Precise discrimination of G-quadruplex conformation by chiral nanoassembly with photo-reversibility
摘要
The precise detection and dynamic modulation of G-quadruplexes (G4s) are essential for elucidating their roles in gene regulation, genome stability, and disease pathogenesis. However, seldom has a photo-reversible small-molecule assembly capable of dynamically responding to G4s been reported. Here, we present a novel self-assembly strategy based on a π-extended compound, S2, which spontaneously forms functionalized helical nanoassemblies with a 51-fold enhanced chiral signal. These nanoassemblies enable S2 to discriminate parallel, antiparallel, and hybrid G4 topologies through ratiometric fluorescence and stereoselective spatial alignment.

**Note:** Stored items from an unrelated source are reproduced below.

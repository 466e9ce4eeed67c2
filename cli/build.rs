fn main() {
    // Windows only: version info and optional icon
    #[cfg(windows)]
    {
        let mut res = winres::WindowsResource::new();

        if std::path::Path::new("../app-icon.ico").exists() {
            res.set_icon("../app-icon.ico");
        }

        let version = env!("CARGO_PKG_VERSION");
        let major: Vec<&str> = version.split('.').collect();
        let version_string = format!(
            "{}.{}.{}.0",
            major.first().unwrap_or(&"1"),
            major.get(1).unwrap_or(&"0"),
            major.get(2).unwrap_or(&"0")
        );

        res.set("ProductName", "Hours Signer")
            .set("FileDescription", "Sign timesheet PDFs from the terminal")
            .set("LegalCopyright", "Licensed under Apache-2.0")
            .set("FileVersion", &version_string)
            .set("ProductVersion", version);

        if let Err(e) = res.compile() {
            eprintln!("Warning: Failed to compile Windows resources: {}", e);
        }
    }

    println!("cargo:rerun-if-changed=../app-icon.ico");
}
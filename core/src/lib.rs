pub mod annotate;
pub mod api;
pub mod config;
pub mod error;
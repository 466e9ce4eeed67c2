use std::path::PathBuf;

use thiserror::Error;

use super::error::ErrorKind;
use crate::annotate::OverlayStep;

/// Failures reported by a document engine.
#[derive(Error, Debug)]
pub enum EngineError {
    #[error("failed to parse PDF: {0}")]
    Parse(String),
    #[error("document has no pages")]
    NoPages,
    #[error("page {page} not found (document has {count} pages)")]
    PageOutOfRange { page: u32, count: u32 },
    #[error("malformed page dictionary: {0}")]
    Malformed(String),
    #[error("invalid image: {0}")]
    Image(String),
    #[error("failed to serialize PDF: {0}")]
    Serialize(String),
}

impl From<lopdf::Error> for EngineError {
    fn from(e: lopdf::Error) -> Self {
        EngineError::Malformed(e.to_string())
    }
}

/// Every distinct way a signing run can fail. Nothing is retried.
#[derive(Error, Debug)]
pub enum SignError {
    #[error("signature path is required - please configure it first")]
    MissingSignature,
    #[error("failed to read signature file {}: {source}", path.display())]
    ReadSignature {
        path: PathBuf,
        source: std::io::Error,
    },
    #[error("failed to read input file {}: {source}", path.display())]
    ReadSource {
        path: PathBuf,
        source: std::io::Error,
    },
    #[error("failed to read PDF context: {0}")]
    OpenDocument(#[source] EngineError),
    #[error("failed to create temp file: {0}")]
    CreateTemp(#[source] std::io::Error),
    #[error("failed to write signature: {0}")]
    WriteTemp(#[source] std::io::Error),
    #[error("failed to create {step} watermark: {source}")]
    BuildOverlay {
        step: OverlayStep,
        #[source]
        source: EngineError,
    },
    #[error("failed to add {step}: {source}")]
    ApplyOverlay {
        step: OverlayStep,
        #[source]
        source: EngineError,
    },
    #[error("failed to write output file {}: {source}", path.display())]
    WriteOutput {
        path: PathBuf,
        source: std::io::Error,
    },
}

impl SignError {
    pub fn kind(&self) -> ErrorKind {
        match self {
            Self::MissingSignature | Self::ReadSignature { .. } => ErrorKind::Configuration,
            Self::ReadSource { .. }
            | Self::CreateTemp(_)
            | Self::WriteTemp(_)
            | Self::WriteOutput { .. } => ErrorKind::Io,
            Self::OpenDocument(_) | Self::BuildOverlay { .. } | Self::ApplyOverlay { .. } => {
                ErrorKind::Engine
            }
        }
    }

    /// The overlay step that failed, if the failure happened inside the overlay chain.
    pub fn step(&self) -> Option<OverlayStep> {
        match self {
            Self::BuildOverlay { step, .. } | Self::ApplyOverlay { step, .. } => Some(*step),
            _ => None,
        }
    }
}
//! The top-level database handle.

mod crud;
mod migrate;
mod query;
mod scoped;

use std::future::Future;
use std::sync::Arc;

use parking_lot::RwLock;
use sea_orm::DatabaseConnection;
use tracing::{debug_span, info, info_span, Instrument, Span};

pub use crud::ModelOf;
pub use migrate::{MigrationCommand, MigrationStatus};
pub use query::QueryBuildable;
pub use scoped::ScopedFuture;

use crate::config::{DatabaseConfig, FacadeConfig};
use crate::error::FacadeError;
use crate::registry::{DatabaseHandleBinding, DatabaseId, DatabaseRegistry};
use crate::runtime::{ResourcePool, Snapshot};

/// Panic message for resolving a binding after the registry was torn down
/// while the handle still reported itself active.
pub const ERR_REGISTRY_TORN_DOWN: &str =
    "database registry torn down while the facade was active; this is a bug in lifecycle ordering";

/// Observable lifecycle of a handle. Transitions are one-way.
#[derive(Debug, Clone, Copy, PartialEq, Eq)]
pub enum LifecycleState {
    Uninitialized,
    Active,
    ShuttingDown,
    Closed,
}

#[derive(Clone)]
struct Resources {
    pool: Arc<ResourcePool>,
    registry: Arc<DatabaseRegistry>,
}

enum Lifecycle {
    Active(Resources),
    ShuttingDown,
    Closed,
}

/// Owns a resource pool and a database registry as one unit.
///
/// Build one with [`Facade::builder`], [`Facade::new`] or [`Facade::memory`]
/// and shut it down with [`Facade::shutdown`]. Dropping an active handle
/// performs the same teardown on a best-effort basis.
pub struct Facade {
    label: String,
    span: Span,
    default_id: DatabaseId,
    lifecycle: RwLock<Lifecycle>,
}

/// Collects configuration for a [`Facade`] that has not started yet.
#[derive(Debug, Clone)]
pub struct FacadeBuilder {
    config: FacadeConfig,
    default_id: DatabaseId,
    extra: Vec<(DatabaseId, DatabaseConfig)>,
}

impl FacadeBuilder {
    pub fn new() -> Self {
        Self::from_config(FacadeConfig::default())
    }

    pub fn from_config(config: FacadeConfig) -> Self {
        Self {
            config,
            default_id: DatabaseId::default(),
            extra: Vec::new(),
        }
    }

    pub fn threads(mut self, threads: usize) -> Self {
        self.config.pool.threads = threads;
        self
    }

    pub fn label(mut self, label: impl Into<String>) -> Self {
        self.config.label = label.into();
        self
    }

    /// Configuration registered under the default id.
    pub fn database(mut self, database: DatabaseConfig) -> Self {
        self.config.database = database;
        self
    }

    pub fn default_id(mut self, id: impl Into<DatabaseId>) -> Self {
        self.default_id = id.into();
        self
    }

    /// Register an additional named database at start.
    pub fn register(mut self, id: impl Into<DatabaseId>, database: DatabaseConfig) -> Self {
        self.extra.push((id.into(), database));
        self
    }

    pub fn state(&self) -> LifecycleState {
        LifecycleState::Uninitialized
    }

    /// Start the pool and open every configured database.
    ///
    /// On failure everything started so far is shut down again.
    pub async fn start(self) -> Result<Facade, FacadeError> {
        self.config.validate()?;
        let FacadeBuilder {
            config,
            default_id,
            extra,
        } = self;

        let span = info_span!("sealite", label = %config.label);
        let threads = config.pool.threads;
        let pool = Arc::new(ResourcePool::new(config.pool));
        pool.start()?;
        let registry = Arc::new(DatabaseRegistry::new());

        let opened = async {
            registry
                .register(&pool, default_id.clone(), config.database, true)
                .await?;
            for (id, database) in extra {
                registry.register(&pool, id, database, false).await?;
            }
            Ok::<_, FacadeError>(())
        }
        .instrument(span.clone())
        .await;

        if let Err(e) = opened {
            registry.shutdown().await;
            pool.close().await;
            return Err(e);
        }

        info!(parent: &span, lifecycle = "active", threads = threads, "facade started");
        Ok(Facade {
            label: config.label,
            span,
            default_id,
            lifecycle: RwLock::new(Lifecycle::Active(Resources { pool, registry })),
        })
    }
}

impl Default for FacadeBuilder {
    fn default() -> Self {
        Self::new()
    }
}

impl Facade {
    pub fn builder() -> FacadeBuilder {
        FacadeBuilder::new()
    }

    pub async fn new(config: FacadeConfig) -> Result<Self, FacadeError> {
        FacadeBuilder::from_config(config).start().await
    }

    /// Independent handle over a private in-memory database.
    pub async fn memory() -> Result<Self, FacadeError> {
        Self::new(FacadeConfig::memory().with_label("sealite.memory")).await
    }

    pub fn label(&self) -> &str {
        &self.label
    }

    pub fn default_database(&self) -> &DatabaseId {
        &self.default_id
    }

    pub fn state(&self) -> LifecycleState {
        match &*self.lifecycle.read() {
            Lifecycle::Active(_) => LifecycleState::Active,
            Lifecycle::ShuttingDown => LifecycleState::ShuttingDown,
            Lifecycle::Closed => LifecycleState::Closed,
        }
    }

    pub fn is_active(&self) -> bool {
        self.state() == LifecycleState::Active
    }

    /// Number of execution lanes, or zero once shut down.
    pub fn lane_count(&self) -> usize {
        self.resources().map_or(0, |r| r.pool.lane_count())
    }

    /// Pool counters, or `None` once shut down.
    pub fn stats(&self) -> Option<Snapshot> {
        self.resources().ok().map(|r| r.pool.counters().snapshot())
    }

    /// Registered database ids.
    pub fn databases(&self) -> Vec<DatabaseId> {
        self.resources()
            .map(|r| r.registry.ids())
            .unwrap_or_default()
    }

    pub async fn register_database(
        &self,
        id: impl Into<DatabaseId>,
        database: DatabaseConfig,
    ) -> Result<(), FacadeError> {
        let resources = self.resources()?;
        resources
            .registry
            .register(&resources.pool, id.into(), database, false)
            .instrument(self.span.clone())
            .await
    }

    fn resources(&self) -> Result<Resources, FacadeError> {
        match &*self.lifecycle.read() {
            Lifecycle::Active(resources) => Ok(resources.clone()),
            _ => Err(FacadeError::PoolClosed),
        }
    }

    fn bind(
        &self,
        id: Option<&DatabaseId>,
    ) -> Result<(Arc<ResourcePool>, DatabaseHandleBinding), FacadeError> {
        let guard = self.lifecycle.read();
        let Lifecycle::Active(resources) = &*guard else {
            return Err(FacadeError::PoolClosed);
        };

        let id = id.unwrap_or(&self.default_id);
        if !resources.registry.contains(id) {
            return Err(FacadeError::UnknownDatabase(id.to_string()));
        }

        let lane = resources.pool.next_lane()?;
        match resources.registry.handle(id, lane, &self.span) {
            Some(binding) => Ok((Arc::clone(&resources.pool), binding)),
            None => panic!("{ERR_REGISTRY_TORN_DOWN}"),
        }
    }

    /// Run `f` against one lane's connection on the pool runtime.
    async fn run_bound<T, E, F, Fut>(
        &self,
        op: &'static str,
        id: Option<&DatabaseId>,
        f: F,
    ) -> Result<T, E>
    where
        F: FnOnce(DatabaseConnection) -> Fut,
        Fut: Future<Output = Result<T, E>> + Send + 'static,
        T: Send + 'static,
        E: From<FacadeError> + Send + 'static,
    {
        let (pool, binding) = self.bind(id)?;
        let span = debug_span!(
            parent: binding.span(),
            "op",
            op = op,
            lane = binding.lane().index(),
            database = %binding.id()
        );

        let out = pool
            .run(f(binding.into_connection()).instrument(span))
            .await?;
        if out.is_err() {
            pool.counters().failed();
        }
        out
    }

    /// Stop admitting work, drain in-flight operations, close every database
    /// and stop the pool. Safe to call more than once.
    ///
    /// Dropping the returned future early still leaves the handle `Closed`;
    /// whatever was not yet closed is torn down synchronously instead.
    pub async fn shutdown(&self) {
        let resources = {
            let mut lifecycle = self.lifecycle.write();
            match std::mem::replace(&mut *lifecycle, Lifecycle::ShuttingDown) {
                Lifecycle::Active(resources) => resources,
                other => {
                    *lifecycle = other;
                    return;
                }
            }
        };
        info!(parent: &self.span, lifecycle = "shutting_down", "facade shutting down");

        let Resources { pool, registry } = resources.clone();
        let mut guard = ShutdownGuard {
            lifecycle: &self.lifecycle,
            span: &self.span,
            resources: Some(resources),
        };

        if let Err(reason) = pool.drain().await {
            tracing::warn!(parent: &self.span, reason = %reason, "facade shutdown continuing after drain timeout");
        }

        // lane pools were opened on the worker runtime; close them there too
        match pool.runtime_handle() {
            Some(handle) => {
                let closing = Arc::clone(&registry);
                if handle.spawn(async move { closing.shutdown().await }).await.is_err() {
                    registry.teardown();
                }
            }
            None => registry.shutdown().await,
        }

        pool.close().await;
        pool.counters().log_snapshot(&self.label);
        guard.resources = None;
        drop(guard);
        info!(parent: &self.span, lifecycle = "closed", "facade closed");
    }
}

/// Moves a shutting-down handle to `Closed` however the shutdown future ends.
struct ShutdownGuard<'a> {
    lifecycle: &'a RwLock<Lifecycle>,
    span: &'a Span,
    resources: Option<Resources>,
}

impl Drop for ShutdownGuard<'_> {
    fn drop(&mut self) {
        if let Some(Resources { pool, registry }) = self.resources.take() {
            tracing::warn!(parent: self.span, "facade shutdown cancelled; tearing down synchronously");
            registry.teardown();
            pool.shutdown_graceful();
        }
        *self.lifecycle.write() = Lifecycle::Closed;
    }
}

impl Drop for Facade {
    fn drop(&mut self) {
        let lifecycle = std::mem::replace(self.lifecycle.get_mut(), Lifecycle::Closed);
        if let Lifecycle::Active(Resources { pool, registry }) = lifecycle {
            registry.teardown();
            pool.shutdown_graceful();
        }
    }
}

impl std::fmt::Debug for Facade {
    fn fmt(&self, f: &mut std::fmt::Formatter<'_>) -> std::fmt::Result {
        f.debug_struct("Facade")
            .field("label", &self.label)
            .field("state", &self.state())
            .field("default_id", &self.default_id)
            .finish()
    }
}
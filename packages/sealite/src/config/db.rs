use std::path::{Path, PathBuf};

use uuid::Uuid;

use super::env_or;
use crate::error::FacadeError;

const MEMORY_PATH: &str = ":memory:";

/// Kind of SQLite database behind a configuration
#[derive(Debug, Clone, Copy, PartialEq, Eq, Hash)]
pub enum DbKind {
    SqliteMemory,
    SqliteFile,
}

/// Where the SQLite database lives
#[derive(Debug, Clone, PartialEq, Eq)]
pub enum Storage {
    /// Private in-memory database, shared by every lane of one registration only
    Memory,
    /// On-disk database, created if missing
    File(PathBuf),
}

/// Per-connection session settings applied in the `after_connect` hook
#[derive(Debug, Clone, PartialEq, Eq)]
pub struct DbSettings {
    pub busy_timeout_ms: u64,
    pub foreign_keys: bool,
}

impl Default for DbSettings {
    fn default() -> Self {
        Self {
            busy_timeout_ms: 5000,
            foreign_keys: true,
        }
    }
}

/// A named database configuration as registered with the registry.
#[derive(Debug, Clone, PartialEq, Eq)]
pub struct DatabaseConfig {
    pub storage: Storage,
    /// Size of the sqlx pool owned by each execution lane
    pub max_connections_per_lane: u32,
    pub acquire_timeout_ms: u64,
    pub settings: DbSettings,
}

impl DatabaseConfig {
    pub fn memory() -> Self {
        Self {
            storage: Storage::Memory,
            max_connections_per_lane: 1,
            acquire_timeout_ms: 30_000,
            settings: DbSettings::default(),
        }
    }

    pub fn file(path: impl Into<PathBuf>) -> Self {
        Self {
            storage: Storage::File(path.into()),
            ..Self::memory()
        }
    }

    /// Parse a path argument; `:memory:` selects an in-memory database.
    pub fn from_path(path: &str) -> Self {
        if path.trim() == MEMORY_PATH {
            Self::memory()
        } else {
            Self::file(path)
        }
    }

    pub fn with_max_connections_per_lane(mut self, max: u32) -> Self {
        self.max_connections_per_lane = max;
        self
    }

    pub fn with_acquire_timeout_ms(mut self, ms: u64) -> Self {
        self.acquire_timeout_ms = ms;
        self
    }

    pub fn with_busy_timeout_ms(mut self, ms: u64) -> Self {
        self.settings.busy_timeout_ms = ms;
        self
    }

    pub fn with_foreign_keys(mut self, enabled: bool) -> Self {
        self.settings.foreign_keys = enabled;
        self
    }

    pub fn kind(&self) -> DbKind {
        match self.storage {
            Storage::Memory => DbKind::SqliteMemory,
            Storage::File(_) => DbKind::SqliteFile,
        }
    }

    pub fn file_path(&self) -> Option<&Path> {
        match &self.storage {
            Storage::Memory => None,
            Storage::File(path) => Some(path),
        }
    }

    /// Load from `SEALITE_DB_PATH`, `SEALITE_MAX_CONNS_PER_LANE`,
    /// `SEALITE_ACQUIRE_TIMEOUT_MS` and `SEALITE_BUSY_TIMEOUT_MS`.
    pub fn from_env() -> Result<Self, FacadeError> {
        let defaults = Self::memory();
        let path = std::env::var("SEALITE_DB_PATH").unwrap_or_else(|_| MEMORY_PATH.to_string());

        let config = Self::from_path(&path)
            .with_max_connections_per_lane(env_or(
                "SEALITE_MAX_CONNS_PER_LANE",
                defaults.max_connections_per_lane,
            )?)
            .with_acquire_timeout_ms(env_or(
                "SEALITE_ACQUIRE_TIMEOUT_MS",
                defaults.acquire_timeout_ms,
            )?)
            .with_busy_timeout_ms(env_or(
                "SEALITE_BUSY_TIMEOUT_MS",
                defaults.settings.busy_timeout_ms,
            )?);

        config.validate()?;
        Ok(config)
    }

    pub fn validate(&self) -> Result<(), FacadeError> {
        if self.max_connections_per_lane == 0 {
            return Err(FacadeError::config(
                "max_connections_per_lane must be at least 1",
            ));
        }
        if self.acquire_timeout_ms == 0 {
            return Err(FacadeError::config("acquire_timeout_ms must be positive"));
        }
        if let Storage::File(path) = &self.storage {
            if path.as_os_str().is_empty() {
                return Err(FacadeError::config("SQLite file path must not be empty"));
            }
        }
        Ok(())
    }

    /// Connection spec for sqlx. Memory databases get a fresh shared-cache name
    /// on every call, so call once per registration.
    pub(crate) fn conn_spec(&self) -> String {
        match &self.storage {
            Storage::Memory => format!(
                "sqlite:file:sealite-{}?mode=memory&cache=shared",
                Uuid::new_v4().simple()
            ),
            Storage::File(path) => format!("sqlite://{}", path.display()),
        }
    }

    /// Path description for logging
    pub fn display_path(&self) -> String {
        match &self.storage {
            Storage::Memory => "sqlite::memory:".to_string(),
            Storage::File(path) => path.display().to_string(),
        }
    }
}

impl Default for DatabaseConfig {
    fn default() -> Self {
        Self::memory()
    }
}

/// Ordered session-level statements run on every new connection.
/// File prerequisites (journal_mode, synchronous) are handled separately.
pub fn build_session_statements(settings: &DbSettings) -> Vec<String> {
    let foreign_keys = if settings.foreign_keys { "ON" } else { "OFF" };
    vec![
        format!("PRAGMA foreign_keys = {foreign_keys};"),
        format!("PRAGMA busy_timeout = {};", settings.busy_timeout_ms),
    ]
}

/// Database-level statements for file databases; must run before other connections exist.
pub fn file_prerequisite_statements() -> [&'static str; 2] {
    ["PRAGMA journal_mode = WAL;", "PRAGMA synchronous = NORMAL;"]
}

Remarkably, the S2 nanoassembly also exhibits enhanced sensitivity for RNA G4s over existing probes. Mechanistic studies reveal that this superior performance arises from a cascade response mechanism involving “assembly disruption–monomer release–fluorescence activation”. Moreover, the photoisomerization capability of S2 facilitates reversible binding to parallel G4s under alternating UV/Vis irradiation. Finally, S2 is successfully used for in situ imaging of RNA G4s in live cells and for the detection of RNA G4s in clinical blood samples, enabling the differentiation between healthy individuals and lung cancer patients. This study introduces a “nanoassembly-G4 interactome” framework that extends beyond traditional ligand design paradigms, offering a valuable tool for the analysis of G4s in both biological and clinical contexts.